Saved entries
___

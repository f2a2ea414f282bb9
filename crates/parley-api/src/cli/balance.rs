//! `parley balance` -- current points and the cost of each boost.

use anyhow::Result;
use comfy_table::{Cell, Color, ContentArrangement, Table, presets};
use console::style;

use parley_core::budget::BudgetGate;
use parley_types::budget::{BoostMultiplier, CostTable};

use crate::state::AppState;

pub async fn show_balance(state: &AppState, json: bool) -> Result<()> {
    let balance = state.budget.balance().await?;
    let costs = &state.config.costs;

    if json {
        let options: Vec<_> = BoostMultiplier::ALL
            .into_iter()
            .map(|boost| {
                serde_json::json!({
                    "boost": boost,
                    "cost": costs.total_cost(boost),
                    "affordable": balance >= costs.total_cost(boost),
                })
            })
            .collect();
        println!(
            "{}",
            serde_json::to_string_pretty(&serde_json::json!({
                "balance": balance,
                "options": options,
            }))?
        );
        return Ok(());
    }

    println!();
    println!(
        "  {} {} points",
        style("Balance:").bold(),
        style(balance).yellow().bold()
    );
    println!();
    println!("{}", cost_table(costs, balance));
    println!();
    Ok(())
}

fn cost_table(costs: &CostTable, balance: u32) -> Table {
    let mut table = Table::new();
    table.load_preset(presets::UTF8_FULL_CONDENSED);
    table.set_content_arrangement(ContentArrangement::Dynamic);
    table.set_header(vec![
        Cell::new("Boost").fg(Color::White),
        Cell::new("Cost").fg(Color::White),
        Cell::new("Sends left").fg(Color::White),
    ]);

    for boost in BoostMultiplier::ALL {
        let cost = costs.total_cost(boost);
        let sends = if cost == 0 {
            "unlimited".to_string()
        } else {
            (balance / cost).to_string()
        };
        let sends_cell = if balance >= cost {
            Cell::new(sends).fg(Color::Green)
        } else {
            Cell::new(sends).fg(Color::DarkGrey)
        };
        table.add_row(vec![
            Cell::new(boost).fg(Color::Cyan),
            Cell::new(cost),
            sends_cell,
        ]);
    }
    table
}
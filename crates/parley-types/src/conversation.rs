//! Conversation message, turn, and session types for Parley.
//!
//! The server owns a flat, append-only message log. The client derives
//! [`Turn`]s from it: one user message paired with every model response
//! version generated for it.

use chrono::{DateTime, Utc};
use serde::{Deserialize, Serialize};
use uuid::Uuid;

use std::fmt;
use std::str::FromStr;

use crate::budget::BoostMultiplier;

/// Server-assigned message identifier.
///
/// Identifiers are unique and monotonic, so ordering by id is the same as
/// ordering by position in the log.
#[derive(Debug, Clone, Copy, PartialEq, Eq, PartialOrd, Ord, Hash, Serialize, Deserialize)]
#[serde(transparent)]
pub struct MessageId(pub i64);

impl fmt::Display for MessageId {
    fn fmt(&self, f: &mut fmt::Formatter<'_>) -> fmt::Result {
        write!(f, "{}", self.0)
    }
}

impl FromStr for MessageId {
    type Err = std::num::ParseIntError;

    fn from_str(s: &str) -> Result<Self, Self::Err> {
        Ok(Self(s.trim().parse()?))
    }
}

/// Unique identifier for a chat session, wrapping a UUID.
#[derive(Debug, Clone, Copy, PartialEq, Eq, Hash, Serialize, Deserialize)]
#[serde(transparent)]
pub struct SessionId(pub Uuid);

impl SessionId {
    /// Create a new SessionId using UUID v7 (time-sortable).
    pub fn new() -> Self {
        Self(Uuid::now_v7())
    }
}

impl Default for SessionId {
    fn default() -> Self {
        Self::new()
    }
}

impl fmt::Display for SessionId {
    fn fmt(&self, f: &mut fmt::Formatter<'_>) -> fmt::Result {
        write!(f, "{}", self.0)
    }
}

impl FromStr for SessionId {
    type Err = uuid::Error;

    fn from_str(s: &str) -> Result<Self, Self::Err> {
        Ok(Self(Uuid::parse_str(s)?))
    }
}

/// Identifier of the character a conversation is held with.
#[derive(Debug, Clone, Copy, PartialEq, Eq, Hash, Serialize, Deserialize)]
#[serde(transparent)]
pub struct CharacterId(pub Uuid);

impl fmt::Display for CharacterId {
    fn fmt(&self, f: &mut fmt::Formatter<'_>) -> fmt::Result {
        write!(f, "{}", self.0)
    }
}

impl FromStr for CharacterId {
    type Err = uuid::Error;

    fn from_str(s: &str) -> Result<Self, Self::Err> {
        Ok(Self(Uuid::parse_str(s)?))
    }
}

/// Author of a message in the log.
#[derive(Debug, Clone, Copy, PartialEq, Eq, Hash, Serialize, Deserialize)]
#[serde(rename_all = "lowercase")]
pub enum MessageRole {
    User,
    Model,
}

impl fmt::Display for MessageRole {
    fn fmt(&self, f: &mut fmt::Formatter<'_>) -> fmt::Result {
        match self {
            MessageRole::User => write!(f, "user"),
            MessageRole::Model => write!(f, "model"),
        }
    }
}

impl FromStr for MessageRole {
    type Err = String;

    fn from_str(s: &str) -> Result<Self, Self::Err> {
        match s.to_lowercase().as_str() {
            "user" => Ok(MessageRole::User),
            "model" => Ok(MessageRole::Model),
            other => Err(format!("invalid message role: '{other}'")),
        }
    }
}

/// A single record of the server-owned message log.
///
/// User messages carry no turn reference (or a reference to themselves).
/// Model messages reference the user message they answer and carry a
/// per-turn version ordinal starting at 1.
#[derive(Debug, Clone, PartialEq, Eq, Serialize, Deserialize)]
pub struct Message {
    pub id: MessageId,
    pub role: MessageRole,
    pub content: String,
    pub created_at: DateTime<Utc>,
    /// Originating user message (model messages only).
    #[serde(default)]
    pub turn_id: Option<MessageId>,
    #[serde(default = "default_version")]
    pub version: u32,
    #[serde(default)]
    pub is_active: bool,
}

fn default_version() -> u32 {
    1
}

impl Message {
    /// Build a user message.
    pub fn user(id: MessageId, content: impl Into<String>) -> Self {
        Self {
            id,
            role: MessageRole::User,
            content: content.into(),
            created_at: Utc::now(),
            turn_id: None,
            version: 1,
            is_active: true,
        }
    }

    /// Build a model response version for the turn opened by `turn_id`.
    pub fn model(
        id: MessageId,
        turn_id: MessageId,
        version: u32,
        is_active: bool,
        content: impl Into<String>,
    ) -> Self {
        Self {
            id,
            role: MessageRole::Model,
            content: content.into(),
            created_at: Utc::now(),
            turn_id: Some(turn_id),
            version,
            is_active,
        }
    }

    pub fn is_user(&self) -> bool {
        self.role == MessageRole::User
    }

    /// The turn this message belongs to.
    ///
    /// User messages open their own turn. Model messages without a turn
    /// reference belong to no turn and return `None`.
    pub fn turn_key(&self) -> Option<MessageId> {
        match self.role {
            MessageRole::User => Some(self.id),
            MessageRole::Model => self.turn_id,
        }
    }
}

/// A user message together with every model response version for it.
///
/// Derived from the log, never persisted.
#[derive(Debug, Clone, PartialEq, Eq, Serialize, Deserialize)]
pub struct Turn {
    /// Id of the originating user message.
    pub turn_id: MessageId,
    pub user_message: Message,
    /// Model responses ordered by version ascending.
    pub versions: Vec<Message>,
    /// Position of the displayed version. Unused (0) when `versions` is empty.
    pub active_index: usize,
}

impl Turn {
    /// The currently displayed response version, if any.
    pub fn active_version(&self) -> Option<&Message> {
        self.versions.get(self.active_index)
    }

    /// Content of the active response, or `None` while the turn is unanswered.
    pub fn displayed_content(&self) -> Option<&str> {
        self.active_version().map(|m| m.content.as_str())
    }

    pub fn version_count(&self) -> usize {
        self.versions.len()
    }

    /// Every message id belonging to this turn, user message first.
    pub fn message_ids(&self) -> Vec<MessageId> {
        std::iter::once(self.turn_id)
            .chain(self.versions.iter().map(|m| m.id))
            .collect()
    }
}

/// State returned when a session is resumed or created.
#[derive(Debug, Clone, Serialize, Deserialize)]
pub struct SessionSnapshot {
    pub session_id: SessionId,
    /// Free-form note attached to the session by the server.
    #[serde(default)]
    pub note: Option<String>,
    /// Complete message log in log order.
    #[serde(default)]
    pub messages: Vec<Message>,
}

/// Settings forwarded to the generation service with each request.
#[derive(Debug, Clone, Copy, PartialEq, Eq, Default, Serialize, Deserialize)]
pub struct GenerationSettings {
    pub boost: BoostMultiplier,
}

/// Direction for cycling through a turn's response versions.
#[derive(Debug, Clone, Copy, PartialEq, Eq, Serialize, Deserialize)]
#[serde(rename_all = "lowercase")]
pub enum Direction {
    Next,
    Prev,
}

impl Direction {
    /// Step `current` one position in this direction, wrapping around `len`.
    ///
    /// Returns 0 when `len` is 0.
    pub fn step(self, current: usize, len: usize) -> usize {
        if len == 0 {
            return 0;
        }
        let current = current.min(len - 1);
        match self {
            Direction::Next => (current + 1) % len,
            Direction::Prev => (current + len - 1) % len,
        }
    }
}

impl FromStr for Direction {
    type Err = String;

    fn from_str(s: &str) -> Result<Self, Self::Err> {
        match s.to_lowercase().as_str() {
            "next" | "n" | ">" => Ok(Direction::Next),
            "prev" | "previous" | "p" | "<" => Ok(Direction::Prev),
            other => Err(format!("invalid direction: '{other}'")),
        }
    }
}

___

### WHAT IS NEEDED
From the line with "impl FromStr for Direction" through the last line of the records, set down every line exactly as written and leave out all others.

### EXERCISE RESPONSE
impl FromStr for Direction {
    type Err = String;

    fn from_str(s: &str) -> Result<Self, Self::Err> {
        match s.to_lowercase().as_str() {
            "next" | "n" | ">" => Ok(Direction::Next),
            "prev" | "previous" | "p" | "<" => Ok(Direction::Prev),
            other => Err(format!("invalid direction: '{other}'")),
        }
    }
}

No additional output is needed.